I have seen belts for ostomy pouches in the retail stores. I am not sure if I need one. How would I know?
Ostomy belts come under the category of “accessories” for ostomy products. A belt may be a feature that you require for your care, or it may be completely unnecessary. You should consider several factors when determining if you need to add an ostomy belt to your care.
Belts can serve many purposes for your pouching system, including ensuring enhanced adhesion, accentuating a convex system, and providing a sense of security. The construction of your stoma (how it was made and how it protrudes from your skin) and the characteristics of the skin around your stoma (whether it is flat, or if there are dips, creases, and folds) may impact the security of your pouching system. Certain clues, such as premature lifting of the borders of your flange, consistent leaks at an edge/crease, or a system that shifts with your regular activities in a day, may indicate the need for a belt. A belt may help to tug the pouching system toward your abdomen preventing those lifts and leaks.

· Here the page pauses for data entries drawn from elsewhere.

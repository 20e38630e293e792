//! Shared test helpers for processor tests.

use splitscore_core::error::ProviderError;
use splitscore_core::message::Message;
use splitscore_core::provider::{Provider, ProviderRequest, ProviderResponse, Usage};
use std::sync::Mutex;

use crate::tokens::TokenCounter;

/// Counts one token per character, so budgets read as character limits.
pub struct CharCounter;

impl TokenCounter for CharCounter {
    fn count(&self, text: &str) -> usize {
        text.chars().count()
    }
}

/// A mock provider that returns a sequence of scripted replies.
///
/// Each call to `complete` returns the next reply in the queue and records
/// the request it was given. Panics if more calls are made than replies
/// provided.
pub struct SequentialMockProvider {
    replies: Mutex<Vec<Result<ProviderResponse, ProviderError>>>,
    requests: Mutex<Vec<ProviderRequest>>,
}

impl SequentialMockProvider {
    pub fn new(replies: Vec<Result<ProviderResponse, ProviderError>>) -> Self {
        Self {
            replies: Mutex::new(replies),
            requests: Mutex::new(Vec::new()),
        }
    }

    /// Successful text replies, in order.
    pub fn texts(texts: &[&str]) -> Self {
        Self::new(texts.iter().map(|t| Ok(make_text_response(t))).collect())
    }

    /// A provider that answers once with `text`.
    pub fn single_text(text: &str) -> Self {
        Self::texts(&[text])
    }

    /// A provider whose only call fails with `error`.
    pub fn failing(error: ProviderError) -> Self {
        Self::new(vec![Err(error)])
    }

    pub fn call_count(&self) -> usize {
        self.requests.lock().unwrap().len()
    }

    pub fn requests(&self) -> Vec<ProviderRequest> {
        self.requests.lock().unwrap().clone()
    }
}

#[async_trait::async_trait]
impl Provider for SequentialMockProvider {
    fn name(&self) -> &str {
        "sequential_mock"
    }

    async fn complete(&self, request: ProviderRequest) -> Result<ProviderResponse, ProviderError> {
        let mut requests = self.requests.lock().unwrap();
        let replies = self.replies.lock().unwrap();
        let index = requests.len();

        if index >= replies.len() {
            panic!(
                "SequentialMockProvider: no more replies (call #{}, have {})",
                index,
                replies.len()
            );
        }

        requests.push(request);
        replies[index].clone()
    }
}

/// Create a simple text response.
pub fn make_text_response(text: &str) -> ProviderResponse {
    ProviderResponse {
        message: Message::assistant(text),
        usage: Some(Usage {
            prompt_tokens: 10,
            completion_tokens: 5,
            total_tokens: 15,
        }),
        model: "mock-model".into(),
    }
}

Stoma and skin characteristics may require the use of a convex pouching system. Belts may help to pull that system into the abdomen, increasing the tension of the flange against the skin. The combined tension of the convexity and the belt may help to flatten out skin folds, to make stomas tip up (draining better into the pouch), or to prevent seepage of stool under the flange. Your goals of care should include prevention of leaks and determining predictable wear-times for your pouching system; belts may help you to achieve those goals.

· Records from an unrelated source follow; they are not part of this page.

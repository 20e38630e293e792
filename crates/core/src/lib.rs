//! # splitscore core
//!
//! Domain types, traits, and error definitions shared by every splitscore
//! crate. This crate has no I/O of its own: it defines the records that flow
//! from the splitter to the evaluator and the `Provider` seam the processors
//! call through.

pub mod error;
pub mod message;
pub mod provider;
pub mod record;

// Re-export key types at crate root for ergonomics
pub use error::{Error, ProcessError, ProviderError, Result};
pub use message::{History, Message, Role};
pub use provider::{Provider, ProviderRequest, ProviderResponse, Usage};
pub use record::{Category, EvaluationResult, ScoreMetric, Scores, SplitResult};
//! Oversize guard for messages that exceed the token budget.
//!
//! Messages within budget pass through as a single part. Longer ones are cut
//! into ordered parts whose concatenation is exactly the original text.
//! `ChunkStrategy::Characters` cuts fixed runs of `max_tokens` characters,
//! which bounds request size but not token count; `ChunkStrategy::TokenBounded`
//! re-measures each candidate part so every part fits the budget.

use std::sync::Arc;

use splitscore_config::{ChunkStrategy, ChunkingConfig};
use tracing::info;

use crate::tokens::TokenCounter;

/// Starting width of the token-bounded search window.
const INITIAL_CHARS_PER_TOKEN: usize = 8;

pub struct Chunker {
    counter: Arc<dyn TokenCounter>,
    max_tokens: usize,
    strategy: ChunkStrategy,
}

impl Chunker {
    /// A character-slicing chunker with the given budget.
    pub fn new(counter: Arc<dyn TokenCounter>, max_tokens: usize) -> Self {
        Self {
            counter,
            max_tokens: max_tokens.max(1),
            strategy: ChunkStrategy::Characters,
        }
    }

    pub fn from_config(counter: Arc<dyn TokenCounter>, config: &ChunkingConfig) -> Self {
        Self::new(counter, config.max_tokens).with_strategy(config.strategy)
    }

    pub fn with_strategy(mut self, strategy: ChunkStrategy) -> Self {
        self.strategy = strategy;
        self
    }

    pub fn max_tokens(&self) -> usize {
        self.max_tokens
    }

    pub fn count(&self, text: &str) -> usize {
        self.counter.count(text)
    }

    /// Split `text` into parts. Always returns at least one part.
    pub fn split(&self, text: &str) -> Vec<String> {
        let tokens = self.counter.count(text);
        if tokens <= self.max_tokens {
            return vec![text.to_string()];
        }

        let parts = match self.strategy {
            ChunkStrategy::Characters => split_chars(text, self.max_tokens),
            ChunkStrategy::TokenBounded => self.split_token_bounded(text),
        };
        info!(
            tokens,
            max_tokens = self.max_tokens,
            parts = parts.len(),
            "Message too long, split into parts"
        );
        parts
    }

    /// Take the longest character prefix that stays within budget, repeatedly.
    ///
    /// The search window starts at `INITIAL_CHARS_PER_TOKEN` characters per
    /// budgeted token and doubles until its prefix is over budget or it covers
    /// the remainder, so each part measures text proportional to its own size.
    /// A part holds at least one character even if that character alone is
    /// over budget, so the loop always advances.
    fn split_token_bounded(&self, text: &str) -> Vec<String> {
        let mut parts = Vec::new();
        let mut rest = text;

        while !rest.is_empty() {
            let mut window = self.max_tokens.saturating_mul(INITIAL_CHARS_PER_TOKEN);
            // ends[k - 1] is the byte offset just past the k-th character.
            let (ends, fits) = loop {
                let ends: Vec<usize> = rest
                    .char_indices()
                    .map(|(i, _)| i)
                    .skip(1)
                    .chain(std::iter::once(rest.len()))
                    .take(window)
                    .collect();
                let last = ends.last().copied().unwrap_or(rest.len());
                let fits = self.counter.count(&rest[..last]) <= self.max_tokens;
                if !fits || last == rest.len() {
                    break (ends, fits);
                }
                window = window.saturating_mul(2);
            };

            if fits {
                parts.push(rest.to_string());
                break;
            }

            let (mut lo, mut hi) = (1, ends.len());
            while lo < hi {
                let mid = lo + (hi - lo).div_ceil(2);
                if self.counter.count(&rest[..ends[mid - 1]]) <= self.max_tokens {
                    lo = mid;
                } else {
                    hi = mid - 1;
                }
            }

            let end = ends[lo - 1];
            parts.push(rest[..end].to_string());
            rest = &rest[end..];
        }

        parts
    }
}

/// Consecutive runs of `size` characters; the last run may be shorter.
fn split_chars(text: &str, size: usize) -> Vec<String> {
    let chars: Vec<char> = text.chars().collect();
    chars
        .chunks(size.max(1))
        .map(|run| run.iter().collect())
        .collect()
}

Some individuals don’t require a belt to ensure a predictable wear-time or to prevent leaks, but simply desire an enhanced sense of security. For those who actively participate in sports, enjoy soaks in baths or hot tubs, or readily perspire, belts may offer improved support, particularly if there is worry about compromising the tack of the pouch. Some individuals prefer to wear belts during sleep because of frequent position changes and pouch movement.
Not all pouching systems will accommodate a belt. If a belt is required for your care, it may limit the type of pouching system that you can use. Belts attach to tabs, ear-like appendages, located at the 3 and 9 o’clock positions on either the pouch or the flange. Your product boxes may have icons that indicate the presence of belt tabs. Variations between the locations of the tabs differ among product companies: Hollister and ConvaTec place the tabs on the pouch, while Coloplast places the tabs on the flange. Pouching preferences may guide the choice of belt tab location: if using closed-end pouches that are changed one or more times daily, belt tabs on the flange may be more convenient than tabs on the pouch itself. Again, not all product lines within each company will incorporate belt tabs as an option, so you may want to review the best options with your ET or company customer service representatives.
The belt works best when it is worn in line with the belt tab position: directly across at 3 and 9 o’clock. This may or may not be in line with your natural waist. If your natural waist is higher than the position of the belt tabs and pouch, try to avoid having the belt “ride up” into your natural waist. Doing so will pull on the pouch, changing the dynamic of the pouch and belt: rather than the belt tugging the pouching system toward your tummy, a higher or misplaced belt will only pull the pouch up, reducing security and potentially causing leaks. If you have correctly applied your belt, you may find that with normal movement it will shift. Just reposition the belt during your visits to the bathroom, moving it back into its ideal location.
Belts are elastic and will stretch out over time and with repeated use. Gentle care will add longevity: hand-washing, mild soap, cold water, and drip drying are suggested measures. Despite good care, the belts will still need to be replaced on a regular basis to ensure effectiveness, typically 2-3 times per year. Belts obtained through Coloplast, ConvaTec and Hollister are all latex free.
Belts should be snug but not tight when worn. They are generally available in three sizes: small, medium, and large. To determine correct sizing, attach the belt to one belt tab and pull the belt around the back of your waist. Unstretched, the end of the belt should be about 1½-2 inches (3.8-5cm) away from the next belt tab. Once attached, you should be able to comfortably slide a couple of fingers under the belt. Wearing belts too tightly can cause skin problems: pressure points or ulcers may develop under the hard plastic tabs, or irritation may occur where the tab rests on the skin. Some 2-piece pouching systems will distort when belts are too tight, causing pouches to pop off the flange.
You can discuss with your Enterostomal Therapy Nurse if a belt is required for your care.